Referring to a ‘‘risk factor’’ entails no claim that the associated factor has an effect on the outcome, whereas a statistical association is sometimes erroneously interpreted as indicating that one variable has an effect on the other. To be sure, an interest in the association between two variables may derive from some hypothesis about an effect. Thus, if it is assumed that retirement has the effect of reducing the likelihood of voting, the implication is that retirement and non-voting should be statistically associated. But the reverse does not hold; that is, the fact that two variables are statistically associated does not, by itself, imply that one of those variables has an effect on the other. For example, if it is true that low attachment to parents encourages involvement in delinquency, it should be true that low attachment and delinquency are statistically associated. But a statistical association between low attachment and delinquency involvement might arise for other reasons as well. If both variables are influenced by a common cause, or if both are manifestations of the same underlying tendency, those variables will be statistically associated with each other, even if there is no effect of

1804

MEASURES OF ASSOCIATION

one on the other. Finding a statistical association between two variables, even a strong association, does not, in itself, tell the reason for that association. It may result from an effect of one variable on another, or from the influence of a common cause on both variables, or because both variables reflect the same underlying tendency. Furthermore, if the association is transitory, it may appear simply because of an accident or coincidence. Discovering the reason for a statistical association always entails inquiry beyond simply demonstrating that the association is there.

WHY MEASURE ASSOCIATION?

The focus here is on measures of association for categorical variables, with brief attention to measures appropriate for ordered categories. Quantitative variables, exemplified by age and income, describe each case by an amount; that is, they locate each case along a scale that varies from low to high. In contrast, categorical variables, exemplified by gender and religious denomination, entail describing each case by a category; that is, they indicate which of a set of categories best describes the case in question. Such categories need not be ordered. For example, there is no inherent ordering for the categories that represent region. But if the categories (e.g., low, medium, and high income) are ordered, it may be desirable to incorporate order into the analysis. Some measures of association have been designed specifically for ordered categories.

The degree of association between categorical variables may be of interest for a variety of reasons. First, if a weak association is found, we may suspect that it is just a sampling fluke—a peculiarity of the sample in hand that may not be found when other samples are examined. The strength of association provides only a crude indication of whether an association is likely to be found in other samples, and techniques of statistical inference developed specifically for that purpose are preferred, provided the relevant assumptions are met.

Second, a measure of the degree of association may be a useful descriptive device. For example, if the statistical association between region and college attendance is strong, that suggests differential access to higher education by region. Furthermore, historical changes in the degree of

association may suggest trends of sociological significance, and a difference in the degree of association across populations may suggest socially important differences between communities or societies. For example, if the occupations of fathers and sons are more closely associated in Italy than in the United States, that suggests higher generational social mobility in the latter than in the former. Considerable caution should be exercised in comparing measures of association for different times or different populations, because such measures may be influenced by a change in the marginal frequencies as well as by a change in the linkage between the variables in question. (See Reynolds 1977)

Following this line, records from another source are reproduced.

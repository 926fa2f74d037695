use axum::extract::State;
use chrono::Utc;
use pageant_core::{
    Account, CompetitionRegistration, PaymentStatus, RegistrationDetails, RegistrationStatus,
};
use serde::Serialize;
use std::sync::Arc;
use tracing::info;

use super::ApiJson;
use crate::auth::AuthUser;
use crate::error::{ApiResponse, ApiResult};
use crate::mailer::registration_email;
use crate::state::AppState;

#[derive(Debug, Serialize)]
#[serde(rename_all = "camelCase")]
pub struct RegistrationView {
    pub registration_status: RegistrationStatus,
    pub payment_status: PaymentStatus,
    pub competition_registration: CompetitionRegistration,
}

impl From<Account> for RegistrationView {
    fn from(account: Account) -> Self {
        Self {
            registration_status: account.competition_registration.status,
            payment_status: account.payment.status,
            competition_registration: account.competition_registration,
        }
    }
}

pub async fn register(
    State(state): State<Arc<AppState>>,
    AuthUser(user): AuthUser,
    ApiJson(details): ApiJson<RegistrationDetails>,
) -> ApiResult<Account> {
    let (account, ()) = state
        .update_account(user.id, move |account| {
            account.complete_registration(details, Utc::now())?;
            Ok(())
        })
        .await?;

    info!(
        account_id = %account.id,
        category = account.competition_registration.category.as_deref().unwrap_or("-"),
        "Competition registration completed"
    );
    state.notify(registration_email(&account, Utc::now()));

    Ok(ApiResponse::with_message(
        account,
        "Competition registration completed successfully",
    ))
}

pub async fn registration_status(AuthUser(user): AuthUser) -> ApiResult<RegistrationView> {
    Ok(ApiResponse::ok(RegistrationView::from(user)))
}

Third, if a statistical association between two variables arises because of the effect of one variable on the other, the degree of association indicates the relative strength of this one influence as compared to the many other variables that also have such an effect. Unsophisticated observers may assume that a strong association indicates a causal linkage, while a weak association suggests some kind of noncausal linkage. But that would be naïve. The strength of association does not indicate the reason for the association. But if an association appears because of a causal link between two variables, the strength of that association provides a rough but useful clue to the relative importance of that particular cause relative to the totality of other causes. For example, income probably influences the tendency to vote Democratic or Republican in the United States, but income is not the only variable affecting the political party favored with a vote. Among other things, voting for one party rather than another is undoubtedly influenced by general political philosophy, by recent legislative actions attributed to the parties, by specific local representatives of the parties, and by the party preferences of friends and neighbors. Such multiple influences on an outcome are typical, and the degree of association between the outcome and just one of the factors that influence it will reflect the relative ‘‘weight’’ of that one factor in comparison to the total effect of many.

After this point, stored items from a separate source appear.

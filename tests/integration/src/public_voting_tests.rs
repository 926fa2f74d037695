//! Public contestant reads and voting over HTTP.

use crate::test_utils::TestApp;
use axum::http::StatusCode;
use serde_json::{json, Value};

fn ids(body: &Value) -> Vec<String> {
    body["data"]["contestants"]
        .as_array()
        .unwrap()
        .iter()
        .map(|c| c["id"].as_str().unwrap().to_string())
        .collect()
}

#[tokio::test]
async fn test_voting_scenario() {
    let app = TestApp::new().await;
    let (_, contestant) = app
        .contestant("Cleo", "cleo@example.com", "Miss", true)
        .await;
    let (voter, _) = app.register("Vic", "vic@example.com").await;
    let uri = format!("/api/contestants/{contestant}/vote");

    let (status, body) = app.post(&uri, Some(&voter), json!({})).await;
    assert_eq!(status, StatusCode::OK);
    assert_eq!(body["message"], "Vote recorded successfully");
    assert_eq!(body["data"]["votesCount"], 1);

    let (status, body) = app.post(&uri, Some(&voter), json!({})).await;
    assert_eq!(status, StatusCode::BAD_REQUEST);
    assert_eq!(body["message"], "You have already voted for this contestant");

    let (_, body) = app.get(&format!("/api/contestants/{contestant}"), None).await;
    assert_eq!(body["data"]["competitionRegistration"]["votesCount"], 1);
}

#[tokio::test]
async fn test_vote_requires_authentication() {
    let app = TestApp::new().await;
    let (_, contestant) = app
        .contestant("Cleo", "cleo@example.com", "Miss", true)
        .await;

    let (status, _) = app
        .post(&format!("/api/contestants/{contestant}/vote"), None, json!({}))
        .await;
    assert_eq!(status, StatusCode::UNAUTHORIZED);
}

#[tokio::test]
async fn test_vote_for_unapproved_or_unknown_contestant() {
    let app = TestApp::new().await;
    let (voter, _) = app.register("Vic", "vic@example.com").await;
    let (_, pending) = app.register("Pat", "pat@example.com").await;

    for target in [pending.as_str(), "4a1e3c5e-0000-4000-8000-000000000000", "nope"] {
        let (status, body) = app
            .post(&format!("/api/contestants/{target}/vote"), Some(&voter), json!({}))
            .await;
        assert_eq!(status, StatusCode::NOT_FOUND, "target {target}");
        assert_eq!(body["message"], "Contestant not found");
    }
}

#[tokio::test]
async fn test_hidden_contestant_never_public() {
    let app = TestApp::new().await;
    let (_, shown) = app
        .contestant("Shown", "shown@example.com", "Miss", true)
        .await;
    let (_, hidden) = app
        .contestant("Hidden", "hidden@example.com", "Miss", false)
        .await;
    let (_, unregistered) = app.register("Paid", "paid@example.com").await;
    app.approve_payment(&unregistered).await;

    let (status, body) = app.get("/api/contestants", None).await;
    assert_eq!(status, StatusCode::OK);
    assert_eq!(ids(&body), vec![shown.clone()]);
    assert_eq!(body["data"]["pagination"]["totalContestants"], 1);

    let (status, _) = app.get(&format!("/api/contestants/{hidden}"), None).await;
    assert_eq!(status, StatusCode::NOT_FOUND);

    let (_, body) = app.get("/api/contestants/stats", None).await;
    assert_eq!(body["data"][0]["category"], "Miss");
    assert_eq!(body["data"][0]["count"], 1);

    // Hidden but approved contestants can still receive votes.
    let (voter, _) = app.register("Vic", "vic@example.com").await;
    let (status, _) = app
        .post(&format!("/api/contestants/{hidden}/vote"), Some(&voter), json!({}))
        .await;
    assert_eq!(status, StatusCode::OK);
}

#[tokio::test]
async fn test_public_payload_omits_private_fields() {
    let app = TestApp::new().await;
    let (_, id) = app
        .contestant("Cleo", "cleo@example.com", "Miss", true)
        .await;

    let (_, list) = app.get("/api/contestants", None).await;
    let (_, detail) = app.get(&format!("/api/contestants/{id}"), None).await;

    for payload in [list.to_string(), detail.to_string()] {
        assert!(!payload.contains("cleo@example.com"));
        assert!(!payload.contains("paymentStatus"));
        assert!(!payload.contains("paymentAmount"));
    }
}

#[tokio::test]
async fn test_listing_filters_sorting_and_paging() {
    let app = TestApp::new().await;
    let (_, a) = app.contestant("Alma", "alma@example.com", "Miss", true).await;
    let (_, b) = app.contestant("Bea", "bea@example.com", "Teen", true).await;
    let (_, c) = app.contestant("Cora", "cora@example.com", "Miss", true).await;

    let (voter, _) = app.register("Vic", "vic@example.com").await;
    let (other, _) = app.register("Val", "val@example.com").await;
    for token in [&voter, &other] {
        app.post(&format!("/api/contestants/{c}/vote"), Some(token.as_str()), json!({}))
            .await;
    }
    app.post(&format!("/api/contestants/{b}/vote"), Some(&voter), json!({}))
        .await;

    let (_, body) = app.get("/api/contestants?sortBy=votes&order=desc", None).await;
    assert_eq!(ids(&body), vec![c.clone(), b.clone(), a.clone()]);

    let (_, body) = app.get("/api/contestants?sortBy=name&order=asc", None).await;
    assert_eq!(ids(&body), vec![a.clone(), b.clone(), c.clone()]);

    let (_, body) = app.get("/api/contestants?category=Miss&sortBy=name&order=asc", None).await;
    assert_eq!(ids(&body), vec![a.clone(), c.clone()]);

    let (_, body) = app.get("/api/contestants?search=BEA", None).await;
    assert_eq!(ids(&body), vec![b.clone()]);

    let (_, body) = app
        .get("/api/contestants?sortBy=name&order=asc&page=2&limit=2", None)
        .await;
    assert_eq!(ids(&body), vec![c]);
    assert_eq!(
        body["data"]["pagination"],
        json!({ "current": 2, "total": 2, "totalContestants": 3 })
    );

    let (status, body) = app.get("/api/contestants?sortBy=shoeSize", None).await;
    assert_eq!(status, StatusCode::BAD_REQUEST);
    assert_eq!(body["success"], false);
}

Fourth, if a statistical association between two variables arises because both are influenced by a common cause, or because both are manifestations of the same underlying tendency, the degree of association will indicate the relative strength of the common cause or the common tendency, in

1805

MEASURES OF ASSOCIATION

comparison to the many other factors that influence each of the two variables. Assume, for example, that participation in a rebellious youth subculture influences adolescents to use both alcohol and marijuana. If the resulting association between the two types of substance use is high, this suggests that the common influence of the rebellious youth subculture (and perhaps other common causes) is a relatively strong factor in both. On the other hand, if this association is weak, it suggests that while the rebellious youth subculture may be a common cause, each type of substance use is also heavily influenced by other factors that are not common to both types.

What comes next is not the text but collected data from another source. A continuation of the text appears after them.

//! Admin surface over HTTP: role checks, contestant management, analytics
//! and export.

use crate::test_utils::TestApp;
use axum::body::Body;
use axum::http::{header, Method, Request, StatusCode};
use serde_json::json;

#[tokio::test]
async fn test_admin_routes_forbidden_for_users() {
    let app = TestApp::new().await;
    let (token, id) = app.register("Ada", "ada@example.com").await;

    for uri in [
        "/api/admin/dashboard",
        "/api/admin/contestants",
        "/api/admin/payment-stats",
        "/api/admin/categories",
    ] {
        let (status, body) = app.get(uri, Some(&token)).await;
        assert_eq!(status, StatusCode::FORBIDDEN, "{uri}");
        assert_eq!(
            body["message"],
            "You do not have permission to perform this action"
        );
    }

    let (status, _) = app
        .patch(
            &format!("/api/users/payment-status/{id}"),
            Some(&token),
            json!({ "paymentStatus": "approved" }),
        )
        .await;
    assert_eq!(status, StatusCode::FORBIDDEN);
}

#[tokio::test]
async fn test_payment_review_with_malformed_user_id() {
    let app = TestApp::new().await;

    let (status, body) = app
        .patch(
            "/api/users/payment-status/not-a-uuid",
            Some(&app.admin_token),
            json!({ "paymentStatus": "approved" }),
        )
        .await;
    assert_eq!(status, StatusCode::NOT_FOUND);
    assert_eq!(body["success"], false);
    assert_eq!(body["message"], "User not found");
    assert_eq!(body["statusCode"], 404);
}

#[tokio::test]
async fn test_dashboard_and_reports() {
    let app = TestApp::new().await;
    let (_, cleo) = app.contestant("Cleo", "cleo@example.com", "Miss", true).await;
    app.contestant("Dana", "dana@example.com", "Teen", false).await;
    let (voter, _) = app.register("Vic", "vic@example.com").await;
    app.post(&format!("/api/contestants/{cleo}/vote"), Some(&voter), json!({}))
        .await;

    let admin = Some(app.admin_token.as_str());

    let (status, body) = app.get("/api/admin/dashboard", admin).await;
    assert_eq!(status, StatusCode::OK);
    let recent = body["data"]["recentRegistrations"].as_array().unwrap();
    assert_eq!(recent.len(), 2);
    assert!(recent.iter().all(|r| r["email"].is_string()));

    let (_, body) = app.get("/api/admin/categories", admin).await;
    let categories = body["data"].as_array().unwrap();
    let miss = categories.iter().find(|c| c["category"] == "Miss").unwrap();
    assert_eq!(miss["contestantCount"], 1);
    assert_eq!(miss["totalVotes"], 1);
    assert_eq!(miss["approvalRate"], 100.0);

    let (status, body) = app
        .get("/api/admin/voting-analytics?timeframe=week", admin)
        .await;
    assert_eq!(status, StatusCode::OK);
    assert_eq!(body["data"][0]["voteCount"], 1);
    assert_eq!(body["data"][0]["category"], "Miss");

    let (status, _) = app
        .get("/api/admin/voting-analytics?timeframe=decade", admin)
        .await;
    assert_eq!(status, StatusCode::BAD_REQUEST);

    let (status, body) = app.get("/api/admin/payment-stats", admin).await;
    assert_eq!(status, StatusCode::OK);
    assert!(body["data"].is_array());

    let (status, body) = app
        .get(
            "/api/admin/revenue-analytics?startDate=2000-01-01&endDate=2999-12-31",
            admin,
        )
        .await;
    assert_eq!(status, StatusCode::OK);
    assert!(body["data"].is_array());

    let (status, _) = app
        .get(
            "/api/admin/revenue-analytics?startDate=yesterday&endDate=today",
            admin,
        )
        .await;
    assert_eq!(status, StatusCode::BAD_REQUEST);
}

#[tokio::test]
async fn test_contestant_listing_and_detail() {
    let app = TestApp::new().await;
    let (_, cleo) = app.contestant("Cleo", "cleo@example.com", "Miss", true).await;
    app.register("Pat", "pat@example.com").await;
    let (voter, _) = app.register("Vic", "vic@example.com").await;
    app.post(&format!("/api/contestants/{cleo}/vote"), Some(&voter), json!({}))
        .await;

    let admin = Some(app.admin_token.as_str());

    let (_, body) = app
        .get("/api/admin/contestants?paymentStatus=pending&search=example.com&sortBy=name&order=asc", admin)
        .await;
    let names: Vec<_> = body["data"]["contestants"]
        .as_array()
        .unwrap()
        .iter()
        .map(|c| c["name"].as_str().unwrap().to_string())
        .collect();
    assert_eq!(names, vec!["Pat", "Vic"]);

    let (_, body) = app
        .get("/api/admin/contestants?status=completed", admin)
        .await;
    assert_eq!(body["data"]["pagination"]["totalContestants"], 1);
    assert_eq!(body["data"]["contestants"][0]["email"], "cleo@example.com");

    let (status, body) = app
        .get(&format!("/api/admin/contestants/{cleo}"), admin)
        .await;
    assert_eq!(status, StatusCode::OK);
    assert_eq!(body["data"]["contestant"]["name"], "Cleo");
    let votes = body["data"]["votes"].as_array().unwrap();
    assert_eq!(votes.len(), 1);
    assert_eq!(votes[0]["voterEmail"], "vic@example.com");

    let (status, body) = app
        .get("/api/admin/contestants/4a1e3c5e-0000-4000-8000-000000000000", admin)
        .await;
    assert_eq!(status, StatusCode::NOT_FOUND);
    assert_eq!(body["message"], "Contestant not found");
}

#[tokio::test]
async fn test_contestant_update_and_bulk_update() {
    let app = TestApp::new().await;
    let (_, a) = app.register("Ann", "ann@example.com").await;
    let (_, b) = app.register("Bo", "bo@example.com").await;
    let admin = Some(app.admin_token.as_str());

    let (status, body) = app
        .patch(
            &format!("/api/admin/contestants/{a}"),
            admin,
            json!({ "paymentStatus": "rejected", "notes": "blurry receipt" }),
        )
        .await;
    assert_eq!(status, StatusCode::OK);
    assert_eq!(body["message"], "Contestant status updated successfully");
    assert_eq!(body["data"]["paymentStatus"], "rejected");
    assert_eq!(body["data"]["paymentNotes"], "blurry receipt");

    let (status, body) = app
        .post(
            "/api/admin/contestants/bulk-update",
            admin,
            json!({
                "contestantIds": [a, b, "4a1e3c5e-0000-4000-8000-000000000000"],
                "paymentStatus": "approved",
                "notes": "batch"
            }),
        )
        .await;
    assert_eq!(status, StatusCode::OK);
    assert_eq!(body["data"]["modifiedCount"], 2);
    assert_eq!(body["message"], "Updated 2 contestants");

    let (_, body) = app
        .get(&format!("/api/admin/contestants/{b}"), admin)
        .await;
    assert_eq!(body["data"]["contestant"]["paymentStatus"], "approved");
    assert!(body["data"]["contestant"]["competitionRegistration"]["approvalDate"].is_string());

    let mails = app.wait_for_mail(3).await;
    assert!(mails.iter().any(|m| m.to == "bo@example.com"
        && m.subject == "Welcome to Global Heritage Pageant - Payment Approved!"));
}

#[tokio::test]
async fn test_export_formats() {
    let app = TestApp::new().await;
    app.contestant("Cleo", "cleo@example.com", "Miss", true).await;
    app.register("Pat, Jr.", "pat@example.com").await;

    let request = Request::builder()
        .method(Method::GET)
        .uri("/api/admin/contestants/export?format=csv")
        .header(header::AUTHORIZATION, format!("Bearer {}", app.admin_token))
        .body(Body::empty())
        .unwrap();
    let response = app.send(request).await;
    assert_eq!(response.status, StatusCode::OK);
    assert_eq!(
        response.headers[header::CONTENT_DISPOSITION],
        "attachment; filename=contestants.csv"
    );

    let csv = response.text();
    let lines: Vec<_> = csv.lines().collect();
    assert_eq!(lines[0], "name,email,paymentStatus,category,votes");
    assert!(lines.contains(&"Cleo,cleo@example.com,approved,Miss,0"));
    assert!(lines.contains(&"\"Pat, Jr.\",pat@example.com,pending,,0"));

    let (status, body) = app
        .get(
            "/api/admin/contestants/export?status=approved",
            Some(&app.admin_token),
        )
        .await;
    assert_eq!(status, StatusCode::OK);
    let rows = body["data"].as_array().unwrap();
    assert_eq!(rows.len(), 1);
    assert_eq!(rows[0]["email"], "cleo@example.com");
}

Fifth, the degree of association indicates the utility of associated factors (‘‘risk factors’’) as predictors, and hence the utility of such factors in focusing social action. Assume, for example, that living in a one-parent home is statistically associated with dropping out of high school. If the association between these two variables is weak, knowing which students live in a one-parent home would not be very useful in locating cases on which prevention efforts should be concentrated for maximum effectiveness. On the other hand, if this association is strong, that predictor would be especially helpful in locating cases for special attention and assistance.

In summary, we may be interested in the degree of statistical association between variables because a weak association suggests the possibility that the association is a fluke that will not be replicated, because changes in the degree of association may help discern and describe important social trends or differences between populations, because the degree of association may help determine the relative importance of one variable that influences an outcome in comparison to all other influences, because the degree of association may reflect the degree to which two variables have a common cause, and because the degree of association will indicate the utility of associated factors in predicting an outcome of interest.

MEASURING THE DEGREE OF

ASSOCIATION

The degree of statistical association between two variables is most readily assessed if, for a suitable set of cases, the relevant information is tallied in a cross-classification table. Table 1 displays such a

College Attendence by Race in a Sample of 20-Year-Olds in Centerville, 1998

(Hypothetical Data)

ATTENDING

 

 

ASIAN-

 

COLLEGE?

WHITE

BLACK

AMERICAN

TOTAL

 

 

 

 

 

Yes

400

60

80

540

No

300

140

20

460

Total

700

200

100

1,000

Table 1

table. For a contrived sample of young adults, this table shows the number who are and who are not attending college in each of three racial groupings. Hence the two variables represented in this table are (1) race (white, black, Asian-American) and (2) attending college (or not) at a given time. The frequencies in the cells indicate how the cases are jointly distributed over the categories of these two variables. The totals for each row and column (the ‘‘marginal frequencies’’ or simply the ‘‘marginals’’) indicate how the cases are distributed over these two variables separately.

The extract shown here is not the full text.